= Guo Hongwei =

== About ==
Guo Hongwei (born 1982) is a Contemporary artist based in Beijing. Guo graduated from the Oil painting Department of Sichuan Fine Arts Institute in 2004. After graduation, he created a style of painting based on old photographs of the artist himself and his family. To create blurry reproductions of the original images, Guo Hongwei would dilute oil paint with turpentine. These works were later exhibited together at Dissolving Memories, his first solo exhibition at Connoisseur Art Gallery, Hong Kong, in 2007.

Guo Hongwei is known for his similarly unique application of watercolour: in ‘Chiaroscuro’ series (2009), which is also based on old photographs, the artist painted with watercolour on wet paper to create hazy and ambiguous forms.

In 2009, Guo Hongwei began to use varnish instead of turpentine to thin oil paint. Resulting paintings show that the paint has dried with crystallised edges. His subject matter also started to expand, moving away from old photographs to include natural specimens—botanical, animal, mineral—precisely replicated in watercolour.

In recent works, Guo has ventured into collage and started to experiment with new dimensions in visual art within a given flat surface. "From the physical perspective, Guo's practice neither bolsters nor weakens the informational capacity of the 2D print medium— he simply records it."'

== Exhibitions ==
Guo has exhibited at a number of venues. In 2013, he appeared at UCCA in the group exhibition ON | OFF: China's Young Artists in Concept and Practice. His works were also shown at Shanghai Zendai, MoMA (2007 and 2006), Today ArtMuseum (2007), and Shanghai Biennale (2012).

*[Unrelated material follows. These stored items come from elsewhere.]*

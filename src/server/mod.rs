//! Static file server with bounded worker threads.
//!
//! # Example
//!
//! ```rust,ignore
//! use tokio_webfs::{Config, Server};
//!
//! let config = Config::new("/srv/www").with_port(8000);
//! let handle = Server::launch(config)?;
//! println!("listening on {}", handle.local_addr());
//!
//! handle.shutdown();
//! handle.join();
//! ```
//!
//! # Architecture
//!
//! ```text
//! ┌──────────────────────────────────────────────────────┐
//! │                      Server                          │
//! │        one listening socket, cloned per worker       │
//! │  ┌─────────────┐  ┌─────────────┐  ┌─────────────┐   │
//! │  │  Worker 0   │  │  Worker 1   │  │  Worker N   │   │
//! │  │ <= C conns  │  │ <= C conns  │  │ <= C conns  │   │
//! │  └──────┬──────┘  └──────┬──────┘  └──────┬──────┘   │
//! │         ▼                ▼                ▼          │
//! │  ┌────────────────────────────────────────────────┐  │
//! │  │              ConnectionContext                 │  │
//! │  │  • Request parsing   • Auth  • Virtual hosts   │  │
//! │  │  • Static files      • Directory listings      │  │
//! │  │  • CGI               • Access log              │  │
//! │  └────────────────────────────────────────────────┘  │
//! └──────────────────────────────────────────────────────┘
//! ```

pub mod access_log;
pub mod auth;
pub mod connection;
pub mod dir_cache;
mod dispatch;
pub mod error_pages;
pub mod listing;
pub mod request;
pub mod response;
pub mod routing;
pub mod timestamp;
pub mod vhost;
mod worker;

use std::net::SocketAddr;
use std::sync::atomic::{AtomicBool, Ordering};
use std::sync::{mpsc, Arc};
use std::thread;

use http::header::HeaderValue;
use tokio::sync::watch;
use tracing::{debug, error, info};

use access_log::AccessLog;
use auth::BasicAuth;
use connection::ConnectionContext;
use dir_cache::DirCache;
use worker::Worker;

use crate::cgi::CgiInvoker;
use crate::config::{normalize_cgi_prefix, Config, ConfigError};
use crate::lifecycle::{self, PidFile, Ready, StartupError};

/// Entry points for starting the server.
pub struct Server;

impl Server {
    /// Run the whole startup pipeline, then start workers.
    pub fn launch(config: Config) -> Result<ServerHandle, StartupError> {
        let ready = lifecycle::startup(config)?;
        Self::start(ready)
    }

    /// Start worker threads on a fully prepared process.
    ///
    /// Returns once every worker is accepting.
    pub fn start(ready: Ready) -> Result<ServerHandle, StartupError> {
        let Ready {
            config,
            listener,
            tls,
            data,
            root,
        } = ready;

        let local_addr = listener.local_addr().map_err(StartupError::Workers)?;
        let is_tls = tls.is_some();
        let access_log = data.access_log.map(Arc::new);
        let server = &config.server;

        let cgi = match server.cgi_prefix {
            Some(ref prefix) => Some(CgiInvoker::new(
                normalize_cgi_prefix(prefix)?,
                server.network_timeout,
                server.server_name.clone(),
                local_addr.port(),
            )),
            None => None,
        };
        let cors_origin = match server.cors_origin {
            Some(ref origin) => Some(
                HeaderValue::from_str(origin)
                    .map_err(|_| ConfigError::invalid("CORS_ORIGIN", "not a valid header value"))?,
            ),
            None => None,
        };
        let auth = config
            .security
            .auth
            .as_ref()
            .map(|cred| BasicAuth::new(cred, &config.security.auth_realm));
        let dir_cache = DirCache::new(server.dir_cache_size, server.dir_cache_ttl.as_duration());

        let workers = server.worker_count();
        let max_connections = server.max_connections;
        let ctx = Arc::new(ConnectionContext {
            config: Arc::clone(&config),
            root,
            vhosts: data.vhosts,
            dir_cache: Arc::new(dir_cache),
            mime: Arc::new(data.mime),
            auth,
            cgi,
            error_pages: data.error_pages,
            access_log: access_log.clone(),
            cors_origin,
            is_tls,
            port: local_addr.port(),
        });

        let (shutdown_tx, shutdown_rx) = watch::channel(false);
        let (ready_tx, ready_rx) = mpsc::channel();
        let mut handles = Vec::with_capacity(workers);

        for id in 0..workers {
            let spawned = listener.try_clone().and_then(|worker_listener| {
                let worker = Worker {
                    id,
                    listener: worker_listener,
                    tls: tls.clone(),
                    ctx: Arc::clone(&ctx),
                    max_connections,
                    shutdown: shutdown_rx.clone(),
                    ready: ready_tx.clone(),
                };
                thread::Builder::new()
                    .name(format!("webfs-worker-{}", id))
                    .spawn(move || worker.run())
            });
            match spawned {
                Ok(handle) => handles.push(handle),
                Err(e) => {
                    abort_workers(&shutdown_tx, handles);
                    return Err(StartupError::Workers(e));
                }
            }
        }
        drop(ready_tx);
        drop(listener);

        for _ in 0..workers {
            let result = ready_rx
                .recv()
                .unwrap_or_else(|_| Err(std::io::Error::other("worker exited during startup")));
            if let Err(e) = result {
                abort_workers(&shutdown_tx, handles);
                return Err(StartupError::Workers(e));
            }
        }

        let protocol = if is_tls { "https" } else { "http" };
        info!(
            "Server listening on {}://{} (workers: {}, max connections per worker: {})",
            protocol, local_addr, workers, max_connections
        );

        Ok(ServerHandle {
            local_addr,
            shutdown_tx,
            accepting: Arc::new(AtomicBool::new(true)),
            workers: handles,
            pid_file: data.pid_file,
            access_log,
        })
    }
}

fn abort_workers(shutdown_tx: &watch::Sender<bool>, handles: Vec<thread::JoinHandle<()>>) {
    let _ = shutdown_tx.send(true);
    for handle in handles {
        let _ = handle.join();
    }
}

/// Running server. Dropping the handle signals shutdown without waiting.
pub struct ServerHandle {
    local_addr: SocketAddr,
    shutdown_tx: watch::Sender<bool>,
    accepting: Arc<AtomicBool>,
    workers: Vec<thread::JoinHandle<()>>,
    pid_file: Option<PidFile>,
    access_log: Option<Arc<AccessLog>>,
}

impl ServerHandle {
    pub fn local_addr(&self) -> SocketAddr {
        self.local_addr
    }

    /// Whether workers are accepting new connections.
    pub fn is_accepting(&self) -> bool {
        self.accepting.load(Ordering::SeqCst)
    }

    /// Stop accepting. In-flight requests finish; idle connections close.
    pub fn shutdown(&self) {
        if self.accepting.swap(false, Ordering::SeqCst) {
            info!("Shutting down, draining connections");
        }
        let _ = self.shutdown_tx.send(true);
    }

    /// Wait for every worker to finish and release process resources.
    pub fn join(mut self) {
        for handle in std::mem::take(&mut self.workers) {
            if handle.join().is_err() {
                error!("Worker thread panicked");
            }
        }
        if let Some(ref log) = self.access_log {
            log.flush();
        }
        if let Some(pid_file) = self.pid_file.take() {
            pid_file.remove();
        }
        debug!("All workers stopped");
    }
}

impl Drop for ServerHandle {
    fn drop(&mut self) {
        self.accepting.store(false, Ordering::SeqCst);
        let _ = self.shutdown_tx.send(true);
    }
}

=== Selected solo exhibitions ===
●       Pareidolia, Chambers Fine Art, New York (2020)

●       Lustrous and Dazzling, Gallery 100, Taipei (2015)

●      Miss Oyu, Frieze New York (2014)

=== Selected group exhibitions ===
●       Between Past and Futures: SGA Collection Exhibition, Shanghai Gallery of Art (2018)

●       Yebisu International Festival for Arts & Alternative Visions, Tokyo (2016)

●      My Generation: Young Chinese Artist, Orange County Museum of Art, Newport Beach (2015)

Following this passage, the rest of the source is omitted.